Schnell war die Analyse da: Hinter der Tat steckt der IS. Doch was sind die genauen Motive des Angreifers? Danach muss gefragt werden.

Polizisten auf der Suche nach Spuren des Täters am Morgen danach Foto: ap

Selbstauskünften von Gewalttätern wird selten blind geglaubt. Wer in einem Einkaufszentrum um sich schießt und in einem Abschiedsbrief erklärt, er habe die Welt retten wollen, löst kein Vertrauen in seine Zurechnungsfähigkeit aus. Anders ist das nur, wenn jemand sich um den Eindruck bemüht, zu einem islamistischen Terrornetzwerk zu gehören. Das wird von vielen sofort für bare Münze genommen.

Es ist erfreulich, dass der bayerische Innenminister Joachim Herrmann nach dem Amoklauf eines afghanischen Jugendlichen bei Würzburg vor voreiligen Schlüssen warnte.
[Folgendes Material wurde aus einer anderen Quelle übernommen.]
//! CLI argument parsing using clap derive

use std::path::PathBuf;

use clap::{Parser, Subcommand};

/// benchspec - Resolve benchmark component specs from config documents
#[derive(Parser, Debug)]
#[command(name = "benchspec")]
#[command(author, version, about, long_about = None)]
pub struct Cli {
    /// Enable verbose output (resolution trace on stderr)
    #[arg(short, long, global = true)]
    pub verbose: bool,

    /// The command to run
    #[command(subcommand)]
    pub command: Commands,
}

/// Available commands
#[derive(Subcommand, Debug, Clone, PartialEq, Eq)]
pub enum Commands {
    /// Resolve the managed database component of a config document
    ///
    /// Examples:
    ///   benchspec resolve -c db.yaml
    ///   benchspec resolve -c benchmark.toml --component benchmark.managed_relational_db
    ///   benchspec resolve -c db.yaml --run-uri abc123 -f database=postgres -f cloud=AWS
    Resolve {
        /// Config document (.yaml, .yml, .json or .toml)
        #[arg(short, long, env = "BENCHSPEC_CONFIG")]
        config: PathBuf,

        /// Dotted path of the component inside the document
        #[arg(long)]
        component: Option<String>,

        /// Run identifier; generated when omitted
        #[arg(long, env = "BENCHSPEC_RUN_URI")]
        run_uri: Option<String>,

        /// Override as NAME=VALUE, repeatable
        #[arg(short, long = "flag", value_name = "NAME=VALUE")]
        flags: Vec<String>,

        /// Pretty-print the JSON output
        #[arg(long)]
        pretty: bool,
    },

    /// List every option of the managed database spec
    Options,
}

#[cfg(test)]
mod tests {
    use super::*;
    use clap::CommandFactory;

    #[test]
    fn verify_cli() {
        Cli::command().debug_assert();
    }

    #[test]
    fn parse_resolve_with_flags() {
        let cli = Cli::parse_from([
            "benchspec",
            "resolve",
            "-c",
            "db.yaml",
            "-f",
            "database=postgres",
            "--flag",
            "cloud=AWS",
            "--run-uri",
            "123",
        ]);

        match cli.command {
            Commands::Resolve {
                config,
                flags,
                run_uri,
                component,
                pretty,
            } => {
                assert_eq!(config, PathBuf::from("db.yaml"));
                assert_eq!(flags, vec!["database=postgres", "cloud=AWS"]);
                assert_eq!(run_uri.as_deref(), Some("123"));
                assert_eq!(component, None);
                assert!(!pretty);
            }
            other => panic!("Expected Resolve, got {other:?}"),
        }
    }

    #[test]
    fn verbose_is_global() {
        let cli = Cli::parse_from(["benchspec", "options", "-v"]);
        assert!(cli.verbose);
        assert_eq!(cli.command, Commands::Options);
    }
}
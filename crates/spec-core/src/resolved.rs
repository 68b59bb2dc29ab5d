//! Resolved specs and typed records
//!
//! [`ResolvedSpec`] is the immutable output of one resolution: one
//! [`ResolvedValue`] per declared option, in declaration order. Options
//! that were neither configured nor defaulted hold [`ResolvedValue::Unset`]
//! rather than a zero value, so "not configured" stays distinguishable from
//! "configured to false".
//!
//! Consumers normally convert a resolved spec into a hand-declared typed
//! record through [`SpecRecord`].

use serde_json::{Map, Value};

use crate::context::RunContext;
use crate::error::{Error, Result};
use crate::overrides::OverrideSource;
use crate::resolve::resolve;
use crate::schema::SpecSchema;

/// Final value of one option
#[derive(Debug, Clone, PartialEq)]
pub enum ResolvedValue {
    Unset,
    String(String),
    Bool(bool),
    Integer(i64),
    Float(f64),
    Spec(VariantSpec),
}

impl ResolvedValue {
    pub fn is_set(&self) -> bool {
        !matches!(self, ResolvedValue::Unset)
    }

    pub fn to_json(&self) -> Value {
        match self {
            ResolvedValue::Unset => Value::Null,
            ResolvedValue::String(s) => Value::String(s.clone()),
            ResolvedValue::Bool(b) => Value::Bool(*b),
            ResolvedValue::Integer(i) => Value::from(*i),
            ResolvedValue::Float(f) => serde_json::Number::from_f64(*f)
                .map(Value::Number)
                .unwrap_or(Value::Null),
            ResolvedValue::Spec(variant) => {
                let mut map = Map::new();
                map.insert(variant.variant.clone(), variant.spec.to_json());
                Value::Object(map)
            }
        }
    }
}

/// The branch chosen for a union option together with its resolved spec
#[derive(Debug, Clone, PartialEq)]
pub struct VariantSpec {
    variant: String,
    spec: ResolvedSpec,
}

impl VariantSpec {
    pub(crate) fn new(variant: String, spec: ResolvedSpec) -> Self {
        Self { variant, spec }
    }

    /// Discriminator value that selected the branch
    pub fn variant(&self) -> &str {
        &self.variant
    }

    pub fn spec(&self) -> &ResolvedSpec {
        &self.spec
    }

    pub fn into_spec(self) -> ResolvedSpec {
        self.spec
    }
}

/// Immutable result of resolving a [`SpecSchema`]
#[derive(Debug, Clone, PartialEq)]
pub struct ResolvedSpec {
    schema: String,
    values: Vec<(String, ResolvedValue)>,
}

impl ResolvedSpec {
    pub(crate) fn new(schema: impl Into<String>, values: Vec<(String, ResolvedValue)>) -> Self {
        Self {
            schema: schema.into(),
            values,
        }
    }

    /// Name of the schema this spec was resolved against
    pub fn schema_name(&self) -> &str {
        &self.schema
    }

    pub fn get(&self, name: &str) -> Option<&ResolvedValue> {
        self.values.iter().find(|(n, _)| n == name).map(|(_, v)| v)
    }

    pub fn is_set(&self, name: &str) -> bool {
        self.get(name).is_some_and(ResolvedValue::is_set)
    }

    /// `(name, value)` pairs in declaration order
    pub fn iter(&self) -> impl Iterator<Item = (&str, &ResolvedValue)> {
        self.values.iter().map(|(n, v)| (n.as_str(), v))
    }

    pub fn len(&self) -> usize {
        self.values.len()
    }

    pub fn is_empty(&self) -> bool {
        self.values.is_empty()
    }

    pub fn string(&self, name: &str) -> Result<Option<&str>> {
        match self.lookup(name)? {
            ResolvedValue::Unset => Ok(None),
            ResolvedValue::String(s) => Ok(Some(s)),
            _ => Err(self.field_type(name, "string")),
        }
    }

    pub fn bool(&self, name: &str) -> Result<Option<bool>> {
        match self.lookup(name)? {
            ResolvedValue::Unset => Ok(None),
            ResolvedValue::Bool(b) => Ok(Some(*b)),
            _ => Err(self.field_type(name, "boolean")),
        }
    }

    pub fn integer(&self, name: &str) -> Result<Option<i64>> {
        match self.lookup(name)? {
            ResolvedValue::Unset => Ok(None),
            ResolvedValue::Integer(i) => Ok(Some(*i)),
            _ => Err(self.field_type(name, "integer")),
        }
    }

    /// An integer option that must not be negative
    pub fn unsigned(&self, name: &str) -> Result<Option<u64>> {
        match self.integer(name)? {
            None => Ok(None),
            Some(i) => u64::try_from(i)
                .map(Some)
                .map_err(|_| self.field_type(name, "non-negative integer")),
        }
    }

    pub fn float(&self, name: &str) -> Result<Option<f64>> {
        match self.lookup(name)? {
            ResolvedValue::Unset => Ok(None),
            ResolvedValue::Float(f) => Ok(Some(*f)),
            ResolvedValue::Integer(i) => Ok(Some(*i as f64)),
            _ => Err(self.field_type(name, "float")),
        }
    }

    pub fn variant(&self, name: &str) -> Result<Option<&VariantSpec>> {
        match self.lookup(name)? {
            ResolvedValue::Unset => Ok(None),
            ResolvedValue::Spec(variant) => Ok(Some(variant)),
            _ => Err(self.field_type(name, "nested spec")),
        }
    }

    /// Like [`string`](Self::string) but fails when the option is unset.
    pub fn required_string(&self, name: &str) -> Result<&str> {
        self.string(name)?.ok_or_else(|| self.missing(name))
    }

    pub fn required_bool(&self, name: &str) -> Result<bool> {
        self.bool(name)?.ok_or_else(|| self.missing(name))
    }

    pub fn required_unsigned(&self, name: &str) -> Result<u64> {
        self.unsigned(name)?.ok_or_else(|| self.missing(name))
    }

    pub fn required_variant(&self, name: &str) -> Result<&VariantSpec> {
        self.variant(name)?.ok_or_else(|| self.missing(name))
    }

    /// JSON object mirroring the spec; unset options become `null`.
    pub fn to_json(&self) -> Value {
        let map: Map<String, Value> = self
            .values
            .iter()
            .map(|(name, value)| (name.clone(), value.to_json()))
            .collect();
        Value::Object(map)
    }

    fn lookup(&self, name: &str) -> Result<&ResolvedValue> {
        self.get(name).ok_or_else(|| Error::FieldType {
            option: self.path(name),
            expected: "declared option".to_string(),
        })
    }

    fn field_type(&self, name: &str, expected: &str) -> Error {
        Error::FieldType {
            option: self.path(name),
            expected: expected.to_string(),
        }
    }

    fn missing(&self, name: &str) -> Error {
        Error::MissingRequiredOption {
            option: self.path(name),
            required_by: None,
        }
    }

    fn path(&self, name: &str) -> String {
        format!("{}.{}", self.schema, name)
    }
}

/// A typed record backed by a static schema
///
/// Implementors declare their schema once (typically in a `LazyLock`) and
/// convert the generic [`ResolvedSpec`] into named, typed fields.
pub trait SpecRecord: Sized {
    type Error: From<Error>;

    fn schema() -> std::result::Result<&'static SpecSchema, Self::Error>;

    fn from_resolved(spec: ResolvedSpec) -> std::result::Result<Self, Self::Error>;
}

/// Resolve `raw` against `T`'s schema and convert the result into `T`.
pub fn resolve_record<T: SpecRecord>(
    raw: &Value,
    overrides: &dyn OverrideSource,
    context: &RunContext,
) -> std::result::Result<T, T::Error> {
    let schema = T::schema()?;
    let spec = resolve(schema, raw, overrides, context)?;
    T::from_resolved(spec)
}

#[cfg(test)]
mod tests {
    use super::*;
    use pretty_assertions::assert_eq;
    use serde_json::json;

    fn sample() -> ResolvedSpec {
        let nested = ResolvedSpec::new(
            "gce_vm",
            vec![(
                "machine_type".to_string(),
                ResolvedValue::String("n1-standard-1".to_string()),
            )],
        );
        ResolvedSpec::new(
            "managed_relational_db",
            vec![
                ("database".to_string(), ResolvedValue::String("mysql".to_string())),
                ("high_availability".to_string(), ResolvedValue::Bool(false)),
                ("disk_size".to_string(), ResolvedValue::Integer(50)),
                ("ratio".to_string(), ResolvedValue::Float(0.5)),
                ("zone".to_string(), ResolvedValue::Unset),
                (
                    "vm_spec".to_string(),
                    ResolvedValue::Spec(VariantSpec::new("GCP".to_string(), nested)),
                ),
            ],
        )
    }

    #[test]
    fn typed_accessors_return_values() {
        let spec = sample();
        assert_eq!(spec.string("database").unwrap(), Some("mysql"));
        assert_eq!(spec.bool("high_availability").unwrap(), Some(false));
        assert_eq!(spec.integer("disk_size").unwrap(), Some(50));
        assert_eq!(spec.unsigned("disk_size").unwrap(), Some(50));
        assert_eq!(spec.float("ratio").unwrap(), Some(0.5));
        assert_eq!(spec.float("disk_size").unwrap(), Some(50.0));

        let vm = spec.required_variant("vm_spec").unwrap();
        assert_eq!(vm.variant(), "GCP");
        assert_eq!(vm.spec().string("machine_type").unwrap(), Some("n1-standard-1"));
    }

    #[test]
    fn unset_is_distinct_from_falsy() {
        let spec = sample();
        assert!(!spec.is_set("zone"));
        assert!(spec.is_set("high_availability"));
        assert_eq!(spec.string("zone").unwrap(), None);
        assert_eq!(spec.get("zone"), Some(&ResolvedValue::Unset));
    }

    #[test]
    fn mismatched_accessor_is_field_type_error() {
        let spec = sample();
        assert_eq!(
            spec.bool("database"),
            Err(Error::FieldType {
                option: "managed_relational_db.database".to_string(),
                expected: "boolean".to_string(),
            })
        );
        assert!(matches!(spec.string("nonexistent"), Err(Error::FieldType { .. })));
    }

    #[test]
    fn required_accessor_on_unset_is_missing() {
        let spec = sample();
        assert!(matches!(
            spec.required_string("zone"),
            Err(Error::MissingRequiredOption { .. })
        ));
    }

    #[test]
    fn to_json_mirrors_declaration() {
        let json = sample().to_json();
        assert_eq!(
            json,
            json!({
                "database": "mysql",
                "high_availability": false,
                "disk_size": 50,
                "ratio": 0.5,
                "zone": null,
                "vm_spec": { "GCP": { "machine_type": "n1-standard-1" } }
            })
        );
    }

    #[test]
    fn iter_preserves_order() {
        let spec = sample();
        let names: Vec<&str> = spec.iter().map(|(n, _)| n).collect();
        assert_eq!(
            names,
            vec!["database", "high_availability", "disk_size", "ratio", "zone", "vm_spec"]
        );
    }
}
Andere taten das nicht, sondern meldeten sich nur Stunden nach der Tat mit fertigen Analysen: Der islamistische Terror sei endgültig in Deutschland angekommen, von radikalisierten Einzelnen gehe eine neue, große Gefahr aus.

Vieles spricht dafür, dass dies auf den Attentäter aus dem Regionalzug zutrifft. Ein im Internet aufgetauchtes Bekennervideo deutet auf eine Verbindung des Jugendlichen zum Terrornetzwerk „Islamischer Staat“ hin. Alles klar also? Nein. So einfach ist es nicht.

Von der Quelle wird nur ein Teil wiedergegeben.